What you will do. Print out the entries that follow exactly, missing none.

Record set.
%%

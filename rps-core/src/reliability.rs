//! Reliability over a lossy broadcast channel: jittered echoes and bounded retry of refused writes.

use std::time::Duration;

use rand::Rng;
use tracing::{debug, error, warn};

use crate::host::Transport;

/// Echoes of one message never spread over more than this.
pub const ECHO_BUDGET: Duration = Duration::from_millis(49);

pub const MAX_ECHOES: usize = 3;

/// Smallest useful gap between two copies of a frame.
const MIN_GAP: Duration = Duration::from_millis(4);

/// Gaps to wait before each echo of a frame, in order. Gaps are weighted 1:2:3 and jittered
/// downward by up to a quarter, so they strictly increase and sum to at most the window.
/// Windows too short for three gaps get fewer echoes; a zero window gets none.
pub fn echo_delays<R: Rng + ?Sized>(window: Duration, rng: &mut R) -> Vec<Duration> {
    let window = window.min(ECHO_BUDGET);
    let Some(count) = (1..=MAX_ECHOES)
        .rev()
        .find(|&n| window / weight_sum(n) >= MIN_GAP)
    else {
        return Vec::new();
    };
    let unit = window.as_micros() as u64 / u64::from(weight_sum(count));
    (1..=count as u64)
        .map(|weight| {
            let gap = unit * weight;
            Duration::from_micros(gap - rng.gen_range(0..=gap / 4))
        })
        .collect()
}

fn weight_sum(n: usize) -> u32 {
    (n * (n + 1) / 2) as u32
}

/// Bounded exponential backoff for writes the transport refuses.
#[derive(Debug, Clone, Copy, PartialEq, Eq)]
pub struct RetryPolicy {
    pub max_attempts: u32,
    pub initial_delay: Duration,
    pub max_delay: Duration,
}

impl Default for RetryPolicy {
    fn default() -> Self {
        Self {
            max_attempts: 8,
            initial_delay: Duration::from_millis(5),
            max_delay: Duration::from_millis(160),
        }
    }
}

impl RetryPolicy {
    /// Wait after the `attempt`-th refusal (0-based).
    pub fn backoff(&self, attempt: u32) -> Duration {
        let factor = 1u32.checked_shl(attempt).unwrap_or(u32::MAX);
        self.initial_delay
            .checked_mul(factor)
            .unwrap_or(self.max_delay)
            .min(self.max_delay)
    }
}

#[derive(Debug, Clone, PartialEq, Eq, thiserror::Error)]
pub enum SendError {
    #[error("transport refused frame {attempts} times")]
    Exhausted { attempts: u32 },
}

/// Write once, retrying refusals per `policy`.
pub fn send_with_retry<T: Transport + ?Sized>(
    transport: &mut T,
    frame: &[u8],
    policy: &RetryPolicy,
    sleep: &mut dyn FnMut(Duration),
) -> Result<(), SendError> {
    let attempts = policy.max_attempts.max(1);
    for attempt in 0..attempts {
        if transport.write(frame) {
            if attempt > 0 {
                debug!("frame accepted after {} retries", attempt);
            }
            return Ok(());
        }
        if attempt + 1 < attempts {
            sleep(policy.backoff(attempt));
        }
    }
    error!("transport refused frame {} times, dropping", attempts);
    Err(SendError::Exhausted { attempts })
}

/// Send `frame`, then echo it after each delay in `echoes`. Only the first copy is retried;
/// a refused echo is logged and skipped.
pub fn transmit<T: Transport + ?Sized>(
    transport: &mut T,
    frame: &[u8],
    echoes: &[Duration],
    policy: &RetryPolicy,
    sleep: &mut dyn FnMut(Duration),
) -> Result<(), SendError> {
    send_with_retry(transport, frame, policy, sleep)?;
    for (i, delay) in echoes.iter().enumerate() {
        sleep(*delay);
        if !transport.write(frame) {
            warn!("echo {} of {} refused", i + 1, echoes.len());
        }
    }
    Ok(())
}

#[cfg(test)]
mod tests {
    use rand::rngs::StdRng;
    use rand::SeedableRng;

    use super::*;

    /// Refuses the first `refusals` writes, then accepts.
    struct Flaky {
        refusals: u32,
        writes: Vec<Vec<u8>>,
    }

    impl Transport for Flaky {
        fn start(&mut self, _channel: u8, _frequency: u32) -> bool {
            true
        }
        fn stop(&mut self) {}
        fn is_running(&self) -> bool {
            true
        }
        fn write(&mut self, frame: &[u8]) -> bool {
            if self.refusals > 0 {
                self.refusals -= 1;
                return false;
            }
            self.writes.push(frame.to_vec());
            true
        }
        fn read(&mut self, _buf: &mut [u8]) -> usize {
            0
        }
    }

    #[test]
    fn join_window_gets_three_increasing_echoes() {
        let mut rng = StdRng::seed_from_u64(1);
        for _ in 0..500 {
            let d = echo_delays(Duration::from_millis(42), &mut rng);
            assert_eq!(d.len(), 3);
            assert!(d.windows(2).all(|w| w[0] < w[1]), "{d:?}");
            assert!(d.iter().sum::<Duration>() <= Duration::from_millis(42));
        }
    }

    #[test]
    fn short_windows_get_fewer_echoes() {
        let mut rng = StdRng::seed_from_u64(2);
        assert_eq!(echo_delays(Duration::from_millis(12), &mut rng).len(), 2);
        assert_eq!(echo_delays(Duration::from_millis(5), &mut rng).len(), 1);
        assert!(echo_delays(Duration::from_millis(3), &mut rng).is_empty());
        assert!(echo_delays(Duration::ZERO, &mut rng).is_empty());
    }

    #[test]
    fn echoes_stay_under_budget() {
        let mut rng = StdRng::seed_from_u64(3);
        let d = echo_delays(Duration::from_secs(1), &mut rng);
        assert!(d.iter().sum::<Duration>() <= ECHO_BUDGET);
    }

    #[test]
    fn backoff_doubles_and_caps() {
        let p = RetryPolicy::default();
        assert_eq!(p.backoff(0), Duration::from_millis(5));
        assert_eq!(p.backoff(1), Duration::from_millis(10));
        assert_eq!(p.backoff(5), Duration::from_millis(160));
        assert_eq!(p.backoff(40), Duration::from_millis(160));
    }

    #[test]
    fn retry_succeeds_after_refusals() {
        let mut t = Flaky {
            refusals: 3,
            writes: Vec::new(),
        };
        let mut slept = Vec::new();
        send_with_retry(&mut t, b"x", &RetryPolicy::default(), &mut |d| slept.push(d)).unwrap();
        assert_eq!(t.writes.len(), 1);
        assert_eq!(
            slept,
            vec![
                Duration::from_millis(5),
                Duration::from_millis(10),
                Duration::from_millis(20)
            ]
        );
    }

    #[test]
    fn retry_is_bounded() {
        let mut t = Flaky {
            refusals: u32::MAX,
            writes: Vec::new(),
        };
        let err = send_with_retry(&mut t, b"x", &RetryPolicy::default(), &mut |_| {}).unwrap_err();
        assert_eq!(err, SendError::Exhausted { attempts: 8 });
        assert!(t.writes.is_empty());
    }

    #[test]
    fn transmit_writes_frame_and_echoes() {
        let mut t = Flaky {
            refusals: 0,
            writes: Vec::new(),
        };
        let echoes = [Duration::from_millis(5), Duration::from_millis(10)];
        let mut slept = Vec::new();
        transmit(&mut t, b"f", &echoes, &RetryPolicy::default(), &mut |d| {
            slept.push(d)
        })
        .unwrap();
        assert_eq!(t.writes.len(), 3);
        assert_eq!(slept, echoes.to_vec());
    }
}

%%

Written solution.
filename rps-core/src/reliability.rs
//! Reliability over a lossy broadcast channel: jittered echoes and bounded retry of refused writes.

use std::time::Duration;

use rand::Rng;
use tracing::{debug, error, warn};

use crate::host::Transport;

/// Echoes of one message never spread over more than this.
pub const ECHO_BUDGET: Duration = Duration::from_millis(49);

pub const MAX_ECHOES: usize = 3;

/// Smallest useful gap between two copies of a frame.
const MIN_GAP: Duration = Duration::from_millis(4);

/// Gaps to wait before each echo of a frame, in order. Gaps are weighted 1:2:3 and jittered
/// downward by up to a quarter, so they strictly increase and sum to at most the window.
/// Windows too short for three gaps get fewer echoes; a zero window gets none.
pub fn echo_delays<R: Rng + ?Sized>(window: Duration, rng: &mut R) -> Vec<Duration> {
    let window = window.min(ECHO_BUDGET);
    let Some(count) = (1..=MAX_ECHOES)
        .rev()
        .find(|&n| window / weight_sum(n) >= MIN_GAP)
    else {
        return Vec::new();
    };
    let unit = window.as_micros() as u64 / u64::from(weight_sum(count));
    (1..=count as u64)
        .map(|weight| {
            let gap = unit * weight;
            Duration::from_micros(gap - rng.gen_range(0..=gap / 4))
        })
        .collect()
}

fn weight_sum(n: usize) -> u32 {
    (n * (n + 1) / 2) as u32
}

/// Bounded exponential backoff for writes the transport refuses.
#[derive(Debug, Clone, Copy, PartialEq, Eq)]
pub struct RetryPolicy {
    pub max_attempts: u32,
    pub initial_delay: Duration,
    pub max_delay: Duration,
}

impl Default for RetryPolicy {
    fn default() -> Self {
        Self {
            max_attempts: 8,
            initial_delay: Duration::from_millis(5),
            max_delay: Duration::from_millis(160),
        }
    }
}

impl RetryPolicy {
    /// Wait after the `attempt`-th refusal (0-based).
    pub fn backoff(&self, attempt: u32) -> Duration {
        let factor = 1u32.checked_shl(attempt).unwrap_or(u32::MAX);
        self.initial_delay
            .checked_mul(factor)
            .unwrap_or(self.max_delay)
            .min(self.max_delay)
    }
}

#[derive(Debug, Clone, PartialEq, Eq, thiserror::Error)]
pub enum SendError {
    #[error("transport refused frame {attempts} times")]
    Exhausted { attempts: u32 },
}

/// Write once, retrying refusals per `policy`.
pub fn send_with_retry<T: Transport + ?Sized>(
    transport: &mut T,
    frame: &[u8],
    policy: &RetryPolicy,
    sleep: &mut dyn FnMut(Duration),
) -> Result<(), SendError> {
    let attempts = policy.max_attempts.max(1);
    for attempt in 0..attempts {
        if transport.write(frame) {
            if attempt > 0 {
                debug!("frame accepted after {} retries", attempt);
            }
            return Ok(());
        }
        if attempt + 1 < attempts {
            sleep(policy.backoff(attempt));
        }
    }
    error!("transport refused frame {} times, dropping", attempts);
    Err(SendError::Exhausted { attempts })
}

/// Send `frame`, then echo it after each delay in `echoes`. Only the first copy is retried;
/// a refused echo is logged and skipped.
pub fn transmit<T: Transport + ?Sized>(
    transport: &mut T,
    frame: &[u8],
    echoes: &[Duration],
    policy: &RetryPolicy,
    sleep: &mut dyn FnMut(Duration),
) -> Result<(), SendError> {
    send_with_retry(transport, frame, policy, sleep)?;
    for (i, delay) in echoes.iter().enumerate() {
        sleep(*delay);
        if !transport.write(frame) {
            warn!("echo {} of {} refused", i + 1, echoes.len());
        }
    }
    Ok(())
}

#[cfg(test)]
mod tests {
    use rand::rngs::StdRng;
    use rand::SeedableRng;

    use super::*;

    /// Refuses the first `refusals` writes, then accepts.
    struct Flaky {
        refusals: u32,
        writes: Vec<Vec<u8>>,
    }

    impl Transport for Flaky {
        fn start(&mut self, _channel: u8, _frequency: u32) -> bool {
            true
        }
        fn stop(&mut self) {}
        fn is_running(&self) -> bool {
            true
        }
        fn write(&mut self, frame: &[u8]) -> bool {
            if self.refusals > 0 {
                self.refusals -= 1;
                return false;
            }
            self.writes.push(frame.to_vec());
            true
        }
        fn read(&mut self, _buf: &mut [u8]) -> usize {
            0
        }
    }

    #[test]
    fn join_window_gets_three_increasing_echoes() {
        let mut rng = StdRng::seed_from_u64(1);
        for _ in 0..500 {
            let d = echo_delays(Duration::from_millis(42), &mut rng);
            assert_eq!(d.len(), 3);
            assert!(d.windows(2).all(|w| w[0] < w[1]), "{d:?}");
            assert!(d.iter().sum::<Duration>() <= Duration::from_millis(42));
        }
    }

    #[test]
    fn short_windows_get_fewer_echoes() {
        let mut rng = StdRng::seed_from_u64(2);
        assert_eq!(echo_delays(Duration::from_millis(12), &mut rng).len(), 2);
        assert_eq!(echo_delays(Duration::from_millis(5), &mut rng).len(), 1);
        assert!(echo_delays(Duration::from_millis(3), &mut rng).is_empty());
        assert!(echo_delays(Duration::ZERO, &mut rng).is_empty());
    }

    #[test]
    fn echoes_stay_under_budget() {
        let mut rng = StdRng::seed_from_u64(3);
        let d = echo_delays(Duration::from_secs(1), &mut rng);
        assert!(d.iter().sum::<Duration>() <= ECHO_BUDGET);
    }

    #[test]
    fn backoff_doubles_and_caps() {
        let p = RetryPolicy::default();
        assert_eq!(p.backoff(0), Duration::from_millis(5));
        assert_eq!(p.backoff(1), Duration::from_millis(10));
        assert_eq!(p.backoff(5), Duration::from_millis(160));
        assert_eq!(p.backoff(40), Duration::from_millis(160));
    }

    #[test]
    fn retry_succeeds_after_refusals() {
        let mut t = Flaky {
            refusals: 3,
            writes: Vec::new(),
        };
        let mut slept = Vec::new();
        send_with_retry(&mut t, b"x", &RetryPolicy::default(), &mut |d| slept.push(d)).unwrap();
        assert_eq!(t.writes.len(), 1);
        assert_eq!(
            slept,
            vec![
                Duration::from_millis(5),
                Duration::from_millis(10),
                Duration::from_millis(20)
            ]
        );
    }

    #[test]
    fn retry_is_bounded() {
        let mut t = Flaky {
            refusals: u32::MAX,
            writes: Vec::new(),
        };
        let err = send_with_retry(&mut t, b"x", &RetryPolicy::default(), &mut |_| {}).unwrap_err();
        assert_eq!(err, SendError::Exhausted { attempts: 8 });
        assert!(t.writes.is_empty());
    }

    #[test]
    fn transmit_writes_frame_and_echoes() {
        let mut t = Flaky {
            refusals: 0,
            writes: Vec::new(),
        };
        let echoes = [Duration::from_millis(5), Duration::from_millis(10)];
        let mut slept = Vec::new();
        transmit(&mut t, b"f", &echoes, &RetryPolicy::default(), &mut |d| {
            slept.push(d)
        })
        .unwrap();
        assert_eq!(t.writes.len(), 3);
        assert_eq!(slept, echoes.to_vec());
    }
}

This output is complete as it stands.